President Barack Obama on Friday will announce his response to the NSA surveillance scandal. According to a New York Times report, Obama has decided to split the difference between advocates of privacy and security, allowing the government to continue to hold telephone metadata for now but calling on the attorney general, the intelligence community, and Congress to report back to him about how the program might continue without the government holding the metadata.
Obama’s openness to ending the government’s bulk collection of data is welcome. But unless he commits to ending it after the study is complete, he will continue to oversee a program that's likely unconstitutional.

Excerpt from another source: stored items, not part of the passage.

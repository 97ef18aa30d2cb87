//! Backend request layer.
//!
//! ```text
//!  request ──→ needs_renewal? ──yes──→ refresh(5) ──err──→ force_login, RenewalFailed
//!                  │ no                    │ ok
//!                  ▼                       ▼
//!           Authorization: Bearer <token> (when signed in)
//!                  │
//!                  ▼
//!              response ──401──→ force_login, SessionInvalid
//! ```
//!
//! A 401 always restarts login, whatever the local expiry check thinks.
//! Several 401s arriving together still reach the provider only once.

use chrono::{DateTime, Utc};
use keygate_session::IdpClient;
use keygate_token::TokenLifecycle;
use reqwest::{Method, RequestBuilder, Response, StatusCode};
use serde::{Deserialize, Serialize};
use tracing::{debug, warn};
use url::Url;

use crate::{ApiError, ConfigError};

/// One entry of the document listing.
#[derive(Debug, Clone, PartialEq, Eq, Serialize, Deserialize)]
#[serde(rename_all = "camelCase")]
pub struct Document {
    pub name: String,
    pub path: String,
    pub uploaded_at: DateTime<Utc>,
}

/// HTTP client that carries the session's bearer token.
pub struct ApiClient<I: IdpClient> {
    http: reqwest::Client,
    base: Url,
    lifecycle: TokenLifecycle<I>,
}

impl<I: IdpClient> ApiClient<I> {
    /// # Errors
    /// [`ConfigError::InvalidValue`] when `backend_url` isn't an absolute URL.
    pub fn new(backend_url: &str, lifecycle: TokenLifecycle<I>) -> Result<Self, ConfigError> {
        Self::with_client(reqwest::Client::new(), backend_url, lifecycle)
    }

    /// Like [`new`](Self::new) with a preconfigured `reqwest::Client`.
    pub fn with_client(
        http: reqwest::Client,
        backend_url: &str,
        lifecycle: TokenLifecycle<I>,
    ) -> Result<Self, ConfigError> {
        // `Url::join` replaces the last segment unless the base ends in '/'.
        let normalized = format!("{}/", backend_url.trim_end_matches('/'));
        let base = Url::parse(&normalized).map_err(|e| ConfigError::InvalidValue {
            key: "backend_url".to_string(),
            value: backend_url.to_string(),
            reason: e.to_string(),
        })?;
        Ok(Self { http, base, lifecycle })
    }

    /// Resolves `path` against the backend base. A leading `/` is relative
    /// to the base, not the host.
    pub fn url(&self, path: &str) -> Result<Url, ApiError> {
        self.base
            .join(path.trim_start_matches('/'))
            .map_err(|e| ApiError::InvalidPath {
                path: path.to_string(),
                reason: e.to_string(),
            })
    }

    /// A request builder for `path`. Authorization is added by
    /// [`send`](Self::send), not here.
    pub fn request(&self, method: Method, path: &str) -> Result<RequestBuilder, ApiError> {
        Ok(self.http.request(method, self.url(path)?))
    }

    /// Renews the token if needed, attaches it, sends, and reacts to 401.
    ///
    /// Any other status is returned as-is.
    pub async fn send(&self, request: RequestBuilder) -> Result<Response, ApiError> {
        let manager = self.lifecycle.manager();
        if self.lifecycle.needs_renewal() {
            let min = self.lifecycle.config().request_min_validity_secs;
            if let Err(e) = self.lifecycle.refresh(min).await {
                warn!(error = %e, "token renewal before request failed, restarting login");
                self.restart_login().await;
                return Err(ApiError::RenewalFailed(e));
            }
        }

        let request = match manager.token() {
            Some(token) => request.bearer_auth(token),
            None => request,
        };

        let response = request.send().await?;
        if response.status() == StatusCode::UNAUTHORIZED {
            warn!(url = %response.url(), "backend rejected the session, restarting login");
            self.restart_login().await;
            return Err(ApiError::SessionInvalid);
        }
        debug!(url = %response.url(), status = response.status().as_u16(), "backend request complete");
        Ok(response)
    }

    pub async fn get(&self, path: &str) -> Result<Response, ApiError> {
        self.send(self.request(Method::GET, path)?).await
    }

    pub async fn delete(&self, path: &str) -> Result<Response, ApiError> {
        self.send(self.request(Method::DELETE, path)?).await
    }

    pub async fn post_json<T: Serialize + ?Sized>(&self, path: &str, body: &T) -> Result<Response, ApiError> {
        self.send(self.request(Method::POST, path)?.json(body)).await
    }

    // -----------------------------------------------------------------------
    // Document endpoints
    // -----------------------------------------------------------------------

    /// `GET /documents`.
    pub async fn list_documents(&self) -> Result<Vec<Document>, ApiError> {
        let response = self.get("documents").await?.error_for_status()?;
        Ok(response.json().await?)
    }

    /// `POST /documents` as a multipart form with one `document` part.
    pub async fn upload_document(&self, file_name: &str, contents: Vec<u8>) -> Result<(), ApiError> {
        let part = reqwest::multipart::Part::bytes(contents).file_name(file_name.to_string());
        let form = reqwest::multipart::Form::new().part("document", part);
        let request = self.request(Method::POST, "documents")?.multipart(form);
        self.send(request).await?.error_for_status()?;
        Ok(())
    }

    /// `DELETE /documents/<name>`. The backend allows this for `admin` only.
    pub async fn delete_document(&self, file_name: &str) -> Result<(), ApiError> {
        let url = self.document_url(file_name)?;
        let request = self.http.request(Method::DELETE, url);
        self.send(request).await?.error_for_status()?;
        Ok(())
    }

    /// Download address of a document. The name is percent-encoded as one
    /// path segment.
    pub fn document_url(&self, file_name: &str) -> Result<Url, ApiError> {
        let mut url = self.url("documents")?;
        url.path_segments_mut()
            .map_err(|()| ApiError::InvalidPath {
                path: file_name.to_string(),
                reason: "backend URL cannot carry a path".to_string(),
            })?
            .push(file_name);
        Ok(url)
    }

    pub fn base_url(&self) -> &Url {
        &self.base
    }

    async fn restart_login(&self) {
        if let Err(e) = self.lifecycle.manager().force_login().await {
            warn!(error = %e, "could not restart login");
        }
    }
}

The president’s advisory commission took care to stress that its recommendations were based on policy considerations alone. But as Geoffrey Stone, a member of the advisory commission has argued, the same flaws that make the NSA’s bulk telephone metadata program a bad policy also make it an unreasonable search under the Fourth Amendment. The data can reveal a great deal of personal information, is susceptible to abuse without adequate safeguards, and can be queried by NSA agents without judicial oversight. As Stone notes, the constitutional question isn’t obvious—there are good arguments on both sides and two judges have come to the opposite conclusion. But Obama, at the very least, has an obligation to explain why he believes that bulk data collection by the government is or is not consistent with the Constitution. And if he believes the government’s mass data collection isn’t constitutional, he needs to end it regardless of what his study group reports.

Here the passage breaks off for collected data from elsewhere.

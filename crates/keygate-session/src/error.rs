//! Error types for the session layer.
//!
//! Display strings are generic and safe to show a user. Whatever the
//! identity provider actually said lives in a `detail`
//! field and is reachable through [`SessionError::detail`].

use crate::FailureReason;

/// Errors surfaced by session operations.
///
/// `Clone` because a single initialization result is shared by every
/// caller waiting on it.
#[derive(Debug, Clone, PartialEq, Eq, thiserror::Error)]
pub enum SessionError {
    /// The identity provider didn't answer within the configured timeout.
    #[error("sign-in check timed out after {after_ms} ms")]
    InitializationTimeout { after_ms: u64 },

    /// The address carried an authorization response the provider (or the
    /// client library) refused to accept.
    #[error("the sign-in response could not be processed")]
    ProtocolMismatch { detail: String },

    /// The identity provider couldn't be reached.
    #[error("the sign-in service is unreachable")]
    NetworkFailure { detail: String },

    /// The identity provider answered with a refusal.
    #[error("the sign-in service rejected the request")]
    ProviderRejected { detail: String },

    /// Renewing the access token failed.
    #[error("the session could not be renewed")]
    RefreshFailure { detail: String },

    /// The operation needs a session and there isn't one.
    #[error("not signed in")]
    Unauthenticated,

    /// A session exists but lacks the required client role.
    #[error("missing required role {role:?}")]
    Unauthorized { role: String },

    /// The provider reported success but the token is unusable (no `exp`,
    /// undecodable payload, missing entirely).
    #[error("the session token is unusable")]
    MalformedSession { detail: String },
}

impl SessionError {
    /// The provider-facing detail behind this error, if any.
    ///
    /// Keep this out of user-visible text. It may contain whatever the
    /// provider chose to put in `error_description`.
    pub fn detail(&self) -> Option<&str> {
        match self {
            SessionError::ProtocolMismatch { detail }
            | SessionError::NetworkFailure { detail }
            | SessionError::ProviderRejected { detail }
            | SessionError::RefreshFailure { detail }
            | SessionError::MalformedSession { detail } => Some(detail),
            SessionError::InitializationTimeout { .. }
            | SessionError::Unauthenticated
            | SessionError::Unauthorized { .. } => None,
        }
    }

    /// Which [`FailureReason`] an initialization ending in this error
    /// records. `None` for errors initialization never produces.
    pub fn failure_reason(&self) -> Option<FailureReason> {
        match self {
            SessionError::InitializationTimeout { .. } => Some(FailureReason::TimedOut),
            SessionError::ProtocolMismatch { .. } => Some(FailureReason::ProtocolMismatch),
            SessionError::NetworkFailure { .. } => Some(FailureReason::NetworkFailure),
            SessionError::ProviderRejected { .. } | SessionError::Unauthenticated => {
                Some(FailureReason::ProviderRejected)
            }
            SessionError::MalformedSession { .. } => Some(FailureReason::MalformedSession),
            SessionError::RefreshFailure { .. } | SessionError::Unauthorized { .. } => None,
        }
    }
}

impl From<crate::IdpError> for SessionError {
    fn from(err: crate::IdpError) -> Self {
        use crate::IdpError;
        match err {
            IdpError::ProtocolMismatch(detail) => SessionError::ProtocolMismatch { detail },
            IdpError::Network(detail) => SessionError::NetworkFailure { detail },
            IdpError::Rejected(detail) => SessionError::ProviderRejected { detail },
            IdpError::NotAuthenticated => SessionError::Unauthenticated,
        }
    }
}
//! The subscription list for provider events.

use std::fmt;
use std::sync::{Arc, Mutex, PoisonError};

use keygate_session::IdpEvent;

/// Handle returned by [`TokenLifecycle::subscribe`](crate::TokenLifecycle::subscribe).
#[derive(Debug, Clone, Copy, PartialEq, Eq, Hash)]
pub struct SubscriptionId(u64);

impl fmt::Display for SubscriptionId {
    fn fmt(&self, f: &mut fmt::Formatter<'_>) -> fmt::Result {
        write!(f, "sub-{}", self.0)
    }
}

type Listener = Arc<dyn Fn(&IdpEvent) + Send + Sync>;

#[derive(Default)]
struct Entries {
    next_id: u64,
    listeners: Vec<(SubscriptionId, Listener)>,
}

/// Ordered listener callbacks.
///
/// `notify` snapshots the list and calls listeners with the lock released,
/// so a listener may subscribe or unsubscribe without deadlocking.
#[derive(Default)]
pub(crate) struct Listeners {
    entries: Mutex<Entries>,
}

impl Listeners {
    pub(crate) fn subscribe(&self, listener: Listener) -> SubscriptionId {
        let mut entries = self.lock();
        entries.next_id += 1;
        let id = SubscriptionId(entries.next_id);
        entries.listeners.push((id, listener));
        id
    }

    pub(crate) fn unsubscribe(&self, id: SubscriptionId) -> bool {
        let mut entries = self.lock();
        let before = entries.listeners.len();
        entries.listeners.retain(|(existing, _)| *existing != id);
        entries.listeners.len() != before
    }

    pub(crate) fn notify(&self, event: &IdpEvent) -> usize {
        let snapshot: Vec<Listener> = self
            .lock()
            .listeners
            .iter()
            .map(|(_, listener)| Arc::clone(listener))
            .collect();
        for listener in &snapshot {
            listener(event);
        }
        snapshot.len()
    }

    pub(crate) fn len(&self) -> usize {
        self.lock().listeners.len()
    }

    fn lock(&self) -> std::sync::MutexGuard<'_, Entries> {
        self.entries.lock().unwrap_or_else(PoisonError::into_inner)
    }
}
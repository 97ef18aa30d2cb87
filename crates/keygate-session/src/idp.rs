//! The identity provider seam.
//!
//! Keygate doesn't speak OIDC itself. Code exchange, signature checks and
//! the silent-check iframe all belong to the provider's client library.
//! [`IdpClient`] is the minimal surface the session layer needs from that
//! library. A real application adapts its provider SDK to this trait. Tests
//! and the demo use [`MemoryIdp`](crate::MemoryIdp).

use std::future::Future;

use keygate_protocol::Claims;
use keygate_redirect::AuthorizationResponse;
use tokio::sync::broadcast;

// ---------------------------------------------------------------------------
// Options
// ---------------------------------------------------------------------------

/// What `init` should do when there's no authorization response to replay.
#[derive(Debug, Clone, Copy, PartialEq, Eq, Default)]
pub enum OnLoad {
    /// Ask the provider quietly whether an SSO session exists. Never shows
    /// a login page.
    #[default]
    CheckSso,
    /// Redirect to the login page if there's no session.
    LoginRequired,
}

/// Proof-key method for the authorization-code flow.
#[derive(Debug, Clone, Copy, PartialEq, Eq)]
pub enum PkceMethod {
    S256,
}

/// Options for [`IdpClient::init`].
#[derive(Debug, Clone, PartialEq, Eq)]
pub struct InitOptions {
    pub on_load: OnLoad,
    /// `Some(S256)` unless explicitly disabled.
    pub pkce_method: Option<PkceMethod>,
    /// The polling login-status iframe. Off: it breaks under third-party
    /// cookie blocking and the session layer doesn't need it.
    pub check_login_iframe: bool,
    /// An authorization response captured from the address, to be replayed
    /// instead of a silent check. Filled in by the session manager.
    pub callback: Option<AuthorizationResponse>,
}

impl Default for InitOptions {
    fn default() -> Self {
        Self {
            on_load: OnLoad::CheckSso,
            pkce_method: Some(PkceMethod::S256),
            check_login_iframe: false,
            callback: None,
        }
    }
}

/// Options for [`IdpClient::login`].
#[derive(Debug, Clone, Default, PartialEq, Eq)]
pub struct LoginOptions {
    /// Where the provider sends the user back to. The session manager always
    /// fills this in before calling the client.
    pub redirect_uri: Option<String>,
}

/// Options for [`IdpClient::logout`].
#[derive(Debug, Clone, Default, PartialEq, Eq)]
pub struct LogoutOptions {
    pub redirect_uri: Option<String>,
}

// ---------------------------------------------------------------------------
// Events and errors
// ---------------------------------------------------------------------------

/// Notifications the provider client emits on its own schedule.
#[derive(Debug, Clone, PartialEq, Eq)]
pub enum IdpEvent {
    /// A session was established or renewed.
    AuthSuccess,
    /// Something went wrong inside the client library.
    AuthError { detail: String },
    /// The access token just expired.
    TokenExpired,
}

/// Errors reported by an [`IdpClient`].
#[derive(Debug, Clone, PartialEq, Eq, thiserror::Error)]
pub enum IdpError {
    /// The authorization response doesn't match what the client expected
    /// (wrong `state`, provider-reported `error`, stale code).
    #[error("protocol mismatch: {0}")]
    ProtocolMismatch(String),

    /// The provider couldn't be reached.
    #[error("network failure: {0}")]
    Network(String),

    /// The provider answered and said no.
    #[error("rejected: {0}")]
    Rejected(String),

    /// The operation requires a token the client doesn't have.
    #[error("not authenticated")]
    NotAuthenticated,
}

// ---------------------------------------------------------------------------
// IdpClient
// ---------------------------------------------------------------------------

/// Everything the session layer asks of an identity provider client.
///
/// The async methods return `impl Future + Send` so the session manager can
/// drive them from a shared, spawned-anywhere future.
pub trait IdpClient: Send + Sync + 'static {
    /// Establishes the client. Resolves `true` when a session exists
    /// afterwards, either from replaying `options.callback` or from a
    /// silent check.
    fn init(&self, options: &InitOptions) -> impl Future<Output = Result<bool, IdpError>> + Send;

    /// Starts an interactive login. Usually navigates away.
    fn login(&self, options: &LoginOptions) -> impl Future<Output = Result<(), IdpError>> + Send;

    /// Ends the provider session.
    fn logout(&self, options: &LogoutOptions)
    -> impl Future<Output = Result<(), IdpError>> + Send;

    /// Renews the token if it expires within `min_validity_seconds`.
    /// Resolves `true` if a new token was obtained.
    fn update_token(
        &self,
        min_validity_seconds: i64,
    ) -> impl Future<Output = Result<bool, IdpError>> + Send;

    /// Whether the token expires within `min_validity_seconds`.
    fn is_token_expired(&self, min_validity_seconds: i64) -> bool;

    /// The current raw token.
    fn token(&self) -> Option<String>;

    /// The current token's parsed claims.
    fn claims(&self) -> Option<Claims>;

    /// Forgets the current token without contacting the provider.
    fn clear_token(&self);

    /// A fresh receiver for the client's events.
    fn subscribe(&self) -> broadcast::Receiver<IdpEvent>;
}
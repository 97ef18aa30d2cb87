//! Shared data types for Keygate.
//!
//! This crate defines the values every other layer passes around:
//!
//! - **Types** ([`Session`], [`Claims`], [`Identity`], [`RoleSet`]): what a
//!   signed-in user looks like once the identity provider has vouched for
//!   them.
//! - **Codec** ([`TokenCodec`] trait, [`CompactJwt`]): how claims are read
//!   out of (and, for development, written into) a compact token string.
//! - **Clock** ([`Clock`], [`SystemClock`], [`ManualClock`]): where "now"
//!   comes from, so expiry checks can be driven deterministically.
//! - **Errors** ([`ProtocolError`]): what can go wrong while decoding.
//!
//! # Architecture
//!
//! The protocol layer knows nothing about redirects, identity providers or
//! routing. It only knows how to represent a session.
//!
//! ```text
//! IdP client (token string) → Protocol (Session, Claims) → Guard (roles, decisions)
//! ```

// ---------------------------------------------------------------------------
// Module declarations
// ---------------------------------------------------------------------------

mod clock;
mod codec;
mod error;
mod types;

// ---------------------------------------------------------------------------
// Re-exports
// ---------------------------------------------------------------------------

pub use clock::{Clock, ManualClock, SystemClock};
pub use codec::TokenCodec;
#[cfg(feature = "json")]
pub use codec::CompactJwt;
pub use error::ProtocolError;
pub use types::{Claims, Identity, RoleSet, Session};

If any official body is most to blame for the NSA scandal, it is the Foreign Intelligence Surveillance Court itself. The FISA judges recklessly approved the mass collection of telephone data under Section 215 of the Patriot Act, even though the authors of the law say they never intended prospective mass surveillance unlinked to specific investigations. And then a FISA judge upheld the mass data collection in a cursory, legally unconvincing opinion. It’s not surprising that spy agencies like the NSA try to collect as much data as possible; the fact that they were permitted to do so by a secret court that only hears the government’s side of the argument is indefensible.
The president’s advisory panel recommended reforms of the FISA court, including the creation of a privacy advocate who would represent civil liberties interests, more transparent opinions, and appointment of judges by the entire Supreme Court, not just the chief justice. In an unusual response to these recommendations, Judge John Bates, who has served as a respected presiding judge on the FISA Court, urged Obama and Congress not to adopt them. The New York Times report suggested that despite Bates’s objection, Obama has decided to recommend the creation of a privacy and civil liberties advocate. This is a welcome and significant step. But if Obama has failed to adopt the other court reforms, including greater transparency and a more balanced appointment process, the body most responsible for the mass surveillance program’s excesses will remain flawed at its core.
It’s unfair, of course, to blame the FISA Court for all the constitutional failures of the mass surveillance program: The Obama and Bush administrations didn’t have to demand the mass collection of data in the first place. Freedom can’t survive without a self-restrained executive, and Obama’s openness to ending the mass collection of telephone data deserves cautious praise. Now he has to follow through.
Jeffrey Rosen is legal affairs editor at The New Republic and president and CEO of the National Constitution Center.